Merycism in western grey (Macropus fuliginosus) and red (Macropus rufus) kangaroos (#255)

Catharina Vendl 1 , Adam Munn 1 , Keith Leggett 2 , Marcus Clauss 3
  1. School of Biological, Earth and Environmental Sciences, The University of New South Wales, Sydney, New South Wales, Australia
  2. Fowlers Gap Arid Zone Research Station, School of Biological, Earth and Environmental Sciences, University of New South Wales, via Broken Hill NSW 2880, New South Wales, Australia
  3. Clinic for Zoo Animals, Exotic Pets and Wildlife, Vetsuisse Faculty, University of Zurich, Zurich, Switzerland

Kangaroos occasionally regurgitate and re-chew digesta. This so-called 'merycism' is distinct from rumination, being non-essential for digestive activity, significantly varying in frequency, and causing seeming discomfort. Triggering mechanisms and benefits remain unknown. Although often reported, detailed descriptions are lacking. We performed a systematic evaluation of 17 anecdotal observations of six kangaroos (M. fuliginosus, M. rufus) in captive feeding situations (14 videos with lucerne pellets and 3 with chopped lucerne hay feeding, covering 4.38 h with more than 55 regurgitation events). A characteristic merycism sequence consisted of retreat from feeding trough, pumping abdominal contractions, slurping, re-chewing and re-swallowing.

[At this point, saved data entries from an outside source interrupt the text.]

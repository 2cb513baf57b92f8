//! Search engine providers.
//!
//! A provider is the engine-owned part of a search: how to build the result
//! page URL and which selectors pull results out of it. The generic
//! [`BrowserEngine`](crate::search::BrowserEngine) and
//! [`RawEngine`](crate::search::RawEngine) do the fetching.

use std::sync::Arc;

use tracing::{debug, info, warn};
use url::Url;

use crate::captcha::CaptchaSolver;
use crate::config::Settings;
use crate::extract::ResultSelectors;
use crate::page::Navigator;
use crate::search::{BrowserEngine, RawEngine};
use crate::transport::Fetcher;
use crate::{Engine, EngineOptions, EngineRegistry, Query, Result, SearchError, SearchResult};

mod baidu;
mod bing;
mod brave;
mod duckduckgo;
mod google;
mod sogou;
mod yandex;

pub use baidu::Baidu;
pub use bing::Bing;
pub use brave::Brave;
pub use duckduckgo::DuckDuckGo;
pub use google::Google;
pub use sogou::Sogou;
pub use yandex::Yandex;

/// URL construction and markup description for one search engine.
pub trait Provider: Send + Sync {
    /// Stable lowercase identifier.
    fn name(&self) -> &'static str;

    /// Engine defaults, applied beneath user overrides.
    fn default_options(&self) -> EngineOptions;

    /// Builds the result page URL. Fails with `EmptyQuery` when no search
    /// term is left after composing filters.
    fn build_url(&self, query: &Query) -> Result<String>;

    /// Selectors for pages rendered in the browser.
    fn selectors(&self) -> &ResultSelectors;

    /// Selectors for server-rendered HTML fetched in raw mode.
    fn raw_selectors(&self) -> &ResultSelectors {
        self.selectors()
    }

    /// Maps an extracted `href` to a result URL, or drops it.
    fn normalize_link(&self, href: &str) -> Option<String> {
        absolute_link(href)
    }

    /// Builds the image search URL.
    fn build_image_url(&self, _query: &Query) -> Result<String> {
        Err(SearchError::NotSupported(format!(
            "image search for {}",
            self.name()
        )))
    }

    /// Selector that marks a loaded image result page.
    fn image_selector(&self) -> Option<&'static str> {
        None
    }

    /// Parses an image result page.
    fn parse_images(&self, _html: &str) -> Result<Vec<SearchResult>> {
        Err(SearchError::NotSupported(format!(
            "image search for {}",
            self.name()
        )))
    }
}

/// Keeps absolute http(s) links; resolves protocol-relative ones to https.
/// Blank, fragment and relative links are dropped.
pub fn absolute_link(href: &str) -> Option<String> {
    let href = href.trim();
    if href.starts_with("http://") || href.starts_with("https://") {
        Some(href.to_string())
    } else if let Some(rest) = href.strip_prefix("//") {
        Some(format!("https://{}", rest))
    } else {
        None
    }
}

/// Builds `base` with the given query parameters, failing with `EmptyQuery`
/// when `text` is blank.
pub(crate) fn search_url(base: &str, text_param: &str, text: &str, params: &[(&str, String)]) -> Result<String> {
    let text = text.trim();
    if text.is_empty() {
        return Err(SearchError::EmptyQuery);
    }
    let mut url = Url::parse(base)?;
    {
        let mut pairs = url.query_pairs_mut();
        pairs.append_pair(text_param, text);
        for (key, value) in params {
            pairs.append_pair(key, value);
        }
    }
    Ok(url.into())
}

/// Logs a filter the engine cannot express. Unsupported filters are ignored.
pub(crate) fn ignore_date_interval(engine: &str, query: &Query) {
    if query.date_interval.is_some() {
        debug!(engine, "Date interval filter not supported, ignoring");
    }
}

/// All built-in providers.
pub fn providers() -> Vec<Arc<dyn Provider>> {
    vec![
        Arc::new(Baidu),
        Arc::new(Bing),
        Arc::new(Brave),
        Arc::new(DuckDuckGo),
        Arc::new(Google),
        Arc::new(Sogou),
        Arc::new(Yandex::default()),
    ]
}

/// Effective options for `provider`: user overrides, then the provider's
/// defaults, then the crate baseline.
pub fn options_for(provider: &dyn Provider, settings: &Settings) -> EngineOptions {
    let user = settings
        .engines
        .get(provider.name())
        .copied()
        .unwrap_or_default();
    user.merged(provider.default_options().merged(crate::engine::BASELINE_OPTIONS))
}

/// Builds the engine registry.
///
/// Engines drive the browser when a navigator is given and raw mode is off;
/// otherwise every engine issues raw requests through `fetcher`.
pub fn build_registry(
    settings: &Settings,
    navigator: Option<Arc<dyn Navigator>>,
    fetcher: Arc<dyn Fetcher>,
    solver: Option<Arc<dyn CaptchaSolver>>,
) -> Result<EngineRegistry> {
    for name in settings.engines.keys() {
        if !providers().iter().any(|p| p.name() == name.as_str()) {
            warn!(engine = %name, "Options given for unknown engine");
        }
    }

    let navigator = navigator.filter(|_| !settings.app.raw_requests);
    let mut engines: Vec<Arc<dyn Engine>> = Vec::new();
    for provider in providers() {
        let options = options_for(provider.as_ref(), settings);
        let engine: Arc<dyn Engine> = match &navigator {
            Some(nav) => Arc::new(BrowserEngine::new(
                Arc::clone(&provider),
                Arc::clone(nav),
                options,
                solver.clone(),
            )),
            None => Arc::new(
                RawEngine::new(Arc::clone(&provider), Arc::clone(&fetcher), options)
                    .with_proxy(settings.app.proxy_url.clone())
                    .with_insecure(settings.app.insecure),
            ),
        };
        engines.push(engine);
    }

    let mode = if navigator.is_some() { "browser" } else { "raw" };
    info!(count = engines.len(), mode, "Engines registered");
    EngineRegistry::new(engines)
}

#[cfg(test)]
pub(crate) mod test_support {
    use super::*;

    /// Query string of `url` as key/value pairs.
    pub fn params(url: &str) -> Vec<(String, String)> {
        Url::parse(url)
            .unwrap()
            .query_pairs()
            .map(|(k, v)| (k.into_owned(), v.into_owned()))
            .collect()
    }

    pub fn param(url: &str, key: &str) -> Option<String> {
        params(url).into_iter().find(|(k, _)| k == key).map(|(_, v)| v)
    }
}
//! Request and response values passed through transports

use bytes::Bytes;

use crate::transport::Transport;
use crate::{Result, UnderstudyError};

/// Outgoing HTTP request
#[derive(Debug, Clone, PartialEq, Eq)]
pub struct Request {
    /// HTTP method (e.g., "GET", "POST")
    pub method: String,
    /// Absolute URL
    pub url: String,
    /// Request headers, in send order
    pub headers: Vec<(String, String)>,
    /// Request body
    pub body: Bytes,
}

impl Request {
    /// Create a request with no headers and an empty body
    pub fn new(method: impl Into<String>, url: impl Into<String>) -> Self {
        Self {
            method: method.into(),
            url: url.into(),
            headers: Vec::new(),
            body: Bytes::new(),
        }
    }

    /// `GET url`
    pub fn get(url: impl Into<String>) -> Self {
        Self::new("GET", url)
    }

    /// `POST url`
    pub fn post(url: impl Into<String>) -> Self {
        Self::new("POST", url)
    }

    /// Append a header
    #[must_use]
    pub fn header(mut self, name: impl Into<String>, value: impl Into<String>) -> Self {
        self.headers.push((name.into(), value.into()));
        self
    }

    /// Replace the body
    #[must_use]
    pub fn body(mut self, body: impl Into<Bytes>) -> Self {
        self.body = body.into();
        self
    }

    /// Send this request through `transport`
    ///
    /// # Errors
    ///
    /// Returns whatever error the transport produces
    pub async fn fetch<T: Transport>(&self, transport: &T) -> Result<Response> {
        transport.round_trip(self).await
    }
}

/// HTTP response returned by a transport
#[derive(Debug, Clone, PartialEq, Eq)]
pub struct Response {
    /// HTTP status code
    pub status: u16,
    /// Response headers, values exactly as received
    pub headers: Vec<(String, Bytes)>,
    /// Response body
    pub body: Bytes,
}

impl Response {
    /// First header with `name` as text, compared case-insensitively
    ///
    /// `None` if the header is missing or its value is not UTF-8.
    pub fn header(&self, name: &str) -> Option<&str> {
        self.header_bytes(name)
            .and_then(|value| std::str::from_utf8(value).ok())
    }

    /// Raw value of the first header with `name`
    pub fn header_bytes(&self, name: &str) -> Option<&[u8]> {
        self.headers
            .iter()
            .find(|(n, _)| n.eq_ignore_ascii_case(name))
            .map(|(_, v)| &v[..])
    }

    /// Whether the status is 2xx
    pub fn is_success(&self) -> bool {
        (200..300).contains(&self.status)
    }

    /// Body as UTF-8 text
    ///
    /// # Errors
    ///
    /// Returns error if the body is not valid UTF-8
    pub fn text(&self) -> Result<String> {
        String::from_utf8(self.body.to_vec())
            .map_err(|e| UnderstudyError::InvalidFormat(format!("Body is not UTF-8: {e}")))
    }

    /// Turn a non-2xx response into an error
    ///
    /// # Errors
    ///
    /// Returns [`UnderstudyError::UnexpectedStatus`] unless the status is 2xx
    pub fn error_for_status(self, url: &str) -> Result<Self> {
        if self.is_success() {
            Ok(self)
        } else {
            Err(UnderstudyError::UnexpectedStatus {
                status: self.status,
                url: url.to_string(),
            })
        }
    }
}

In some individuals variations occurred, e.g. instead of re-swallowing digesta, it was spilled (35 % of cases). We hypothesize that the purpose of merycism is grinding of non-sufficiently chewed food particles that trigger contractions of the forestomach beyond voluntary control. The numerically higher frequency of this behaviour during pellet compared to hay feeding supports this hypothesis, as pellets were often gobbled hastily. In accord with observations in the literature, we hypothesize that merycism happens more frequently in captivity, as the type of food, fixed feeding times and limited feeding spots make gobbling of food more likely.